What Makes Backup Interesting In This World?
Most people think of backup in physical terms: backup THAT server there to THAT backup device over there, using THAT backup server -- or something similar.
Now, put everything in a virtual machine. That's right, everything.
Not only applications and desktops, but backup clients as well. As a matter of fact, why not virtualize the backup server software itself, like EMC Avamar does?
Imagine these various virtual machines floating amongst a pool of virtualized servers, network and storage.
They're all using vSphere to load balance, scale up and down.
Perhaps they're using DPM (distributed power management) to turn off servers that aren't being used right now,
Or maybe they're using vSphere's sexy new fault tolerance feature to run in an uber-HA mode.
Of course, all of these dynamic entities are attached to a single, very large storage space that provides the full range of media choices, dynamic tiering and QoS across the board, thin provisioning, spin-down, scale-out, etc.
Going a bit further, imagine some of these virtual machines running on the pooled infrastructure you own, and just maybe some of it on infrastructure you rent.
That's your private cloud.
What changes with backup?
The first thing that jumps out at you is that there are new options to get more separation between the thing you're backing up, and where you're backing it up to.
When it comes to backup, the more separation or distance, the better.
I think that most people realize that backing up to the same physical disk drive isn't the best idea, or using the same array for production and backup exposes you to certain risks, or perhaps that putting your backup in a different time zone than your production data helps you sleep better at night -- it's a familiar discussion.
When it comes to data protection, distance is a good thing -- the more distance, the better.

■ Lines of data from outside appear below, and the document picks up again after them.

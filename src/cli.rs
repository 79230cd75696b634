//! CLI front end — line commands over stdin, rendered as plain text.

use std::path::PathBuf;
use std::sync::Arc;

use tokio::io::{AsyncBufReadExt, BufReader};

use crate::error::Error;
use crate::notices::NoticeBoard;
use crate::quotes::transfer::{export_to_dir, import_from_file};
use crate::quotes::{CategoryFilter, QuoteBook};
use crate::sync::{Reconciler, SyncOutcome};

const HELP: &str = "\
Commands:
  show                      show a random quote
  add <category> | <text>   add a quote
  list                      list quotes under the current filter
  filter <category|all>     select a category filter
  categories                list categories
  last                      last quote shown this session
  export [dir]              write quotes.json
  import <path>             append quotes from a JSON file
  sync                      sync with the server now
  notices                   show active notices
  help                      this text
  quit                      exit";

/// A parsed input line.
#[derive(Debug, Clone, PartialEq, Eq)]
pub enum Command {
    Show,
    Add { category: String, text: String },
    List,
    Filter(CategoryFilter),
    Categories,
    Last,
    Export(Option<PathBuf>),
    Import(PathBuf),
    Sync,
    Notices,
    Help,
    Quit,
    Unknown(String),
}

impl Command {
    /// Parse one input line. Returns `None` for a blank line.
    pub fn parse(line: &str) -> Option<Self> {
        let line = line.trim();
        if line.is_empty() {
            return None;
        }
        let (verb, rest) = match line.split_once(char::is_whitespace) {
            Some((verb, rest)) => (verb, rest.trim()),
            None => (line, ""),
        };

        let cmd = match verb {
            "show" | "random" => Self::Show,
            "add" => {
                // Missing separator leaves the text empty; the book rejects it.
                let (category, text) = rest.split_once('|').unwrap_or((rest, ""));
                Self::Add {
                    category: category.to_string(),
                    text: text.to_string(),
                }
            }
            "list" => Self::List,
            "filter" => Self::Filter(CategoryFilter::parse(rest)),
            "categories" => Self::Categories,
            "last" => Self::Last,
            "export" if rest.is_empty() => Self::Export(None),
            "export" => Self::Export(Some(PathBuf::from(rest))),
            "import" if rest.is_empty() => Self::Unknown(line.to_string()),
            "import" => Self::Import(PathBuf::from(rest)),
            "sync" => Self::Sync,
            "notices" => Self::Notices,
            "help" | "?" => Self::Help,
            "quit" | "exit" | "/quit" => Self::Quit,
            _ => Self::Unknown(line.to_string()),
        };
        Some(cmd)
    }
}

/// Everything a command can act on.
pub struct Session {
    pub book: Arc<QuoteBook>,
    pub reconciler: Arc<Reconciler>,
    pub notices: Arc<NoticeBoard>,
    pub export_dir: PathBuf,
}

impl Session {
    /// Run a command and return the lines to print.
    pub async fn execute(&self, cmd: Command) -> Vec<String> {
        match cmd {
            Command::Show => match self.book.random_pick().await {
                Ok(Some(quote)) => vec![quote.render()],
                Ok(None) => vec!["No quotes available.".to_string()],
                Err(e) => vec![format!("Error: {e}")],
            },
            Command::Add { category, text } => match self.book.add(&text, &category).await {
                Ok(_) => vec!["Quote added successfully!".to_string()],
                Err(Error::Validation(_)) => {
                    vec!["Please enter both quote and category.".to_string()]
                }
                Err(e) => vec![format!("Error: {e}")],
            },
            Command::List => self.book.current_view().await.render(),
            Command::Filter(filter) => match self.book.select_filter(filter).await {
                Ok(view) => view.render(),
                Err(e) => vec![format!("Error: {e}")],
            },
            Command::Categories => {
                let mut lines = vec!["all".to_string()];
                lines.extend(self.book.categories().await);
                lines
            }
            Command::Last => match self.book.last_shown().await {
                Some(quote) => vec![quote.render()],
                None => vec!["No quote shown yet this session.".to_string()],
            },
            Command::Export(dir) => {
                let dir = dir.unwrap_or_else(|| self.export_dir.clone());
                match export_to_dir(&self.book, &dir).await {
                    Ok(path) => vec![format!("Exported to {}", path.display())],
                    Err(e) => vec![format!("Error: {e}")],
                }
            }
            Command::Import(path) => match import_from_file(&self.book, &path).await {
                Ok(count) => vec![format!("Quotes imported successfully! ({count} added)")],
                Err(e) => vec![format!("Error: {e}")],
            },
            Command::Sync => match self.reconciler.run_once().await {
                SyncOutcome::Completed(report) => {
                    let mut lines = Vec::new();
                    if report.fetch_failed {
                        lines.push("Server unreachable, nothing fetched.".to_string());
                    }
                    lines.push(format!(
                        "Synced: {} from server, {} total.",
                        report.fetched, report.total
                    ));
                    lines.extend(report.view.render());
                    lines
                }
                SyncOutcome::Skipped => vec!["A sync is already running.".to_string()],
                SyncOutcome::Failed(reason) => vec![format!("Sync failed: {reason}")],
            },
            Command::Notices => {
                let active = self.notices.active().await;
                if active.is_empty() {
                    vec!["No notices.".to_string()]
                } else {
                    active.into_iter().map(|n| n.message).collect()
                }
            }
            Command::Help => HELP.lines().map(str::to_string).collect(),
            Command::Quit => Vec::new(),
            Command::Unknown(input) => vec![format!("Unknown command: {input} (try 'help')")],
        }
    }

    /// Read commands from stdin until EOF or `quit`.
    pub async fn run(&self) {
        let stdin = tokio::io::stdin();
        let mut lines = BufReader::new(stdin).lines();

        eprint!("> ");
        loop {
            match lines.next_line().await {
                Ok(Some(line)) => {
                    let Some(cmd) = Command::parse(&line) else {
                        eprint!("> ");
                        continue;
                    };
                    if cmd == Command::Quit {
                        break;
                    }
                    for out in self.execute(cmd).await {
                        println!("{out}");
                    }
                    eprint!("> ");
                }
                Ok(None) => break, // EOF
                Err(e) => {
                    tracing::error!("Error reading stdin: {}", e);
                    break;
                }
            }
        }
    }
}
//! Configuration types.

use std::path::PathBuf;
use std::time::Duration;

use crate::error::ConfigError;

/// Default remote collection endpoint.
pub const DEFAULT_ENDPOINT: &str = "https://jsonplaceholder.typicode.com/posts";

/// Category assigned to every quote pulled from the remote endpoint.
pub const SERVER_CATEGORY: &str = "Server";

/// Application configuration.
#[derive(Debug, Clone)]
pub struct AppConfig {
    /// Directory holding the durable key-value store.
    pub data_dir: PathBuf,
    /// Remote collection endpoint (read and write).
    pub endpoint: String,
    /// Whether the periodic reconciler runs.
    pub sync_enabled: bool,
    /// Period of the reconciler ticker.
    pub sync_interval: Duration,
    /// Maximum number of remote items taken per sync.
    pub fetch_limit: usize,
    /// Category label for remote items.
    pub server_category: String,
    /// How long a notice stays visible.
    pub notice_ttl: Duration,
    /// Default directory for `quotes.json` exports.
    pub export_dir: PathBuf,
}

impl Default for AppConfig {
    fn default() -> Self {
        let home = std::env::var("HOME").unwrap_or_else(|_| ".".to_string());
        Self {
            data_dir: PathBuf::from(home).join(".quotebook"),
            endpoint: DEFAULT_ENDPOINT.to_string(),
            sync_enabled: true,
            sync_interval: Duration::from_secs(30),
            fetch_limit: 5,
            server_category: SERVER_CATEGORY.to_string(),
            notice_ttl: Duration::from_secs(3),
            export_dir: PathBuf::from("."),
        }
    }
}

impl AppConfig {
    /// Build the configuration from `QUOTEBOOK_*` environment variables.
    pub fn from_env() -> Result<Self, ConfigError> {
        Self::from_lookup(|key| std::env::var(key).ok())
    }

    /// Build the configuration from an arbitrary variable lookup.
    pub fn from_lookup<F>(lookup: F) -> Result<Self, ConfigError>
    where
        F: Fn(&str) -> Option<String>,
    {
        let mut config = Self::default();

        if let Some(dir) = lookup("QUOTEBOOK_DATA_DIR").filter(|s| !s.trim().is_empty()) {
            config.data_dir = PathBuf::from(dir);
        }

        if let Some(endpoint) = lookup("QUOTEBOOK_ENDPOINT") {
            let endpoint = endpoint.trim();
            if !endpoint.starts_with("http://") && !endpoint.starts_with("https://") {
                return Err(ConfigError::InvalidValue {
                    key: "QUOTEBOOK_ENDPOINT".into(),
                    message: format!("expected an http(s) URL, got {endpoint:?}"),
                });
            }
            config.endpoint = endpoint.to_string();
        }

        if let Some(secs) = lookup("QUOTEBOOK_SYNC_INTERVAL_SECS") {
            let secs = parse_positive("QUOTEBOOK_SYNC_INTERVAL_SECS", &secs)?;
            config.sync_interval = Duration::from_secs(secs as u64);
        }

        if let Some(limit) = lookup("QUOTEBOOK_FETCH_LIMIT") {
            config.fetch_limit = parse_positive("QUOTEBOOK_FETCH_LIMIT", &limit)?;
        }

        if let Some(flag) = lookup("QUOTEBOOK_SYNC") {
            config.sync_enabled = !matches!(
                flag.trim().to_ascii_lowercase().as_str(),
                "off" | "0" | "false" | "no"
            );
        }

        if let Some(dir) = lookup("QUOTEBOOK_EXPORT_DIR").filter(|s| !s.trim().is_empty()) {
            config.export_dir = PathBuf::from(dir);
        }

        Ok(config)
    }
}

fn parse_positive(key: &str, raw: &str) -> Result<usize, ConfigError> {
    match raw.trim().parse::<usize>() {
        Ok(0) => Err(ConfigError::InvalidValue {
            key: key.to_string(),
            message: "must be greater than zero".into(),
        }),
        Ok(n) => Ok(n),
        Err(e) => Err(ConfigError::InvalidValue {
            key: key.to_string(),
            message: e.to_string(),
        }),
    }
}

Now, let's map that back onto the previous picture.
You'd want to be able to define a "separation policy" for backup sources and targets, wouldn't you?

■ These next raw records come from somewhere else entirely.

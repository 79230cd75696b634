//! QuoteBook — owns the in-memory quote collection and keeps it mirrored
//! into the durable store.
//!
//! Every mutation holds the collection's write lock across the durable write,
//! so the in-memory sequence and the stored value never diverge and a remote
//! merge cannot interleave with a local add or import.

use std::sync::Arc;

use rand::seq::SliceRandom;
use tokio::sync::{RwLock, broadcast};
use tracing::{debug, error, info};

use super::model::{CategoryFilter, FilterView, Quote, categories};
use crate::error::{Result, StorageError, ValidationError};
use crate::remote::QuoteRemote;
use crate::store::LocalStore;

/// Default broadcast channel capacity.
const DEFAULT_BROADCAST_CAPACITY: usize = 64;

/// Collection change events.
#[derive(Debug, Clone, PartialEq, Eq)]
pub enum BookEvent {
    /// The collection changed; carries the recomputed category set.
    QuotesChanged {
        total: usize,
        categories: Vec<String>,
    },
}

/// The quote collection service.
pub struct QuoteBook {
    local: LocalStore,
    remote: Arc<dyn QuoteRemote>,
    quotes: RwLock<Vec<Quote>>,
    tx: broadcast::Sender<BookEvent>,
}

impl QuoteBook {
    /// Load the collection from storage (seeding if nothing readable is
    /// stored) and wrap it in a shared book.
    pub async fn open(local: LocalStore, remote: Arc<dyn QuoteRemote>) -> Arc<Self> {
        let quotes = local.load().await;
        info!(count = quotes.len(), "Quote book loaded");
        let (tx, _rx) = broadcast::channel(DEFAULT_BROADCAST_CAPACITY);
        Arc::new(Self {
            local,
            remote,
            quotes: RwLock::new(quotes),
            tx,
        })
    }

    /// Subscribe to collection change events.
    pub fn subscribe(&self) -> broadcast::Receiver<BookEvent> {
        self.tx.subscribe()
    }

    /// Copy of the current collection.
    pub async fn snapshot(&self) -> Vec<Quote> {
        self.quotes.read().await.clone()
    }

    pub async fn len(&self) -> usize {
        self.quotes.read().await.len()
    }

    pub async fn is_empty(&self) -> bool {
        self.quotes.read().await.is_empty()
    }

    /// Distinct categories in first-appearance order.
    pub async fn categories(&self) -> Vec<String> {
        categories(&self.quotes.read().await)
    }

    /// Add a quote. Both fields are trimmed and must be non-empty.
    ///
    /// After the local write succeeds the quote is posted to the remote
    /// endpoint in the background; that post never affects the result.
    pub async fn add(&self, text: &str, category: &str) -> Result<Quote> {
        let text = text.trim();
        let category = category.trim();
        if text.is_empty() {
            return Err(ValidationError::EmptyText.into());
        }
        if category.is_empty() {
            return Err(ValidationError::EmptyCategory.into());
        }

        let quote = Quote::new(text, category);
        self.append(std::slice::from_ref(&quote)).await?;
        info!(category = %quote.category, "Quote added");

        let remote = Arc::clone(&self.remote);
        let posted = quote.clone();
        tokio::spawn(async move {
            match remote.post_quote(&posted).await {
                Ok(resp) => debug!(response = %resp, "Posted quote to remote"),
                Err(e) => error!(error = %e, "Failed to post quote to remote"),
            }
        });

        Ok(quote)
    }

    /// Append externally supplied records as-is. Returns how many were added.
    pub async fn import(&self, records: Vec<Quote>) -> Result<usize> {
        let count = records.len();
        self.append(&records).await?;
        info!(count = count, "Quotes imported");
        Ok(count)
    }

    async fn append(&self, records: &[Quote]) -> std::result::Result<(), StorageError> {
        let mut quotes = self.quotes.write().await;
        let mut next = quotes.clone();
        next.extend_from_slice(records);
        self.local.save(&next).await?;
        *quotes = next;
        self.broadcast_changed(&quotes);
        Ok(())
    }

    /// Prepend remote quotes to the collection as currently stored on disk
    /// and make the result the new collection. Returns the new length.
    ///
    /// The local side is re-read from storage rather than taken from memory.
    pub async fn merge_remote(&self, remote_quotes: Vec<Quote>) -> Result<usize> {
        let mut quotes = self.quotes.write().await;
        let stored = self.local.load_stored().await?;

        let mut merged = remote_quotes;
        merged.extend(stored);
        self.local.save(&merged).await?;

        *quotes = merged;
        self.broadcast_changed(&quotes);
        Ok(quotes.len())
    }

    /// Persist a filter selection and return its view.
    pub async fn select_filter(&self, filter: CategoryFilter) -> Result<FilterView> {
        self.local.record_filter(&filter).await?;
        debug!(filter = %filter, "Filter selected");
        Ok(self.view(filter).await)
    }

    /// Re-apply the persisted filter.
    pub async fn current_view(&self) -> FilterView {
        let filter = self.local.load_filter().await;
        self.view(filter).await
    }

    async fn view(&self, filter: CategoryFilter) -> FilterView {
        FilterView::new(filter, &self.quotes.read().await)
    }

    /// Pick a quote uniformly at random and remember it for the session.
    /// Returns `None` on an empty collection.
    pub async fn random_pick(&self) -> Result<Option<Quote>> {
        let picked = {
            let quotes = self.quotes.read().await;
            quotes.choose(&mut rand::thread_rng()).cloned()
        };
        if let Some(ref quote) = picked {
            self.local.record_last_shown(quote).await?;
        }
        Ok(picked)
    }

    /// The last quote shown by `random_pick` in this session.
    pub async fn last_shown(&self) -> Option<Quote> {
        self.local.last_shown().await
    }

    fn broadcast_changed(&self, quotes: &[Quote]) {
        // Ok if nobody is listening.
        let _ = self.tx.send(BookEvent::QuotesChanged {
            total: quotes.len(),
            categories: categories(quotes),
        });
    }
}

You'd want to set a few rules that were smart about distance, e.g. class A applications always have a backup target to a different physical location (if available), class B applications can have backup targets in the same location (but physically separate storage hardware), and so on.
Sure, things can move around -- servers, information, applications -- but you'd always want to make sure that -- regardless of dynamic optimizations and cool abstractions -- there'd always be some physical reality in all of this.
And, of course, it'd have to happen automatically.
I think it's safe to say that everyone will eventually want to dedupe just about all their backups.
I also think it's also safe to say that people will continue to prefer disk as a target for dedupe backup, with tape playing a ever-decreasing role over time.
So, how does the dedupe discussion change in the private cloud?
Where you do the dedupe work is really going to matter. Backup source and backup target will ideally be in different places -- as described above -- with some sort of network involved.
And it's going to be really painful if you have to shovel an enormous mountain of backup data over a wire and THEN dedupe it, rather than dedupe it BEFORE it's sent.
Hence client-side deduplication becomes even more compelling in the private cloud -- maybe even strategic.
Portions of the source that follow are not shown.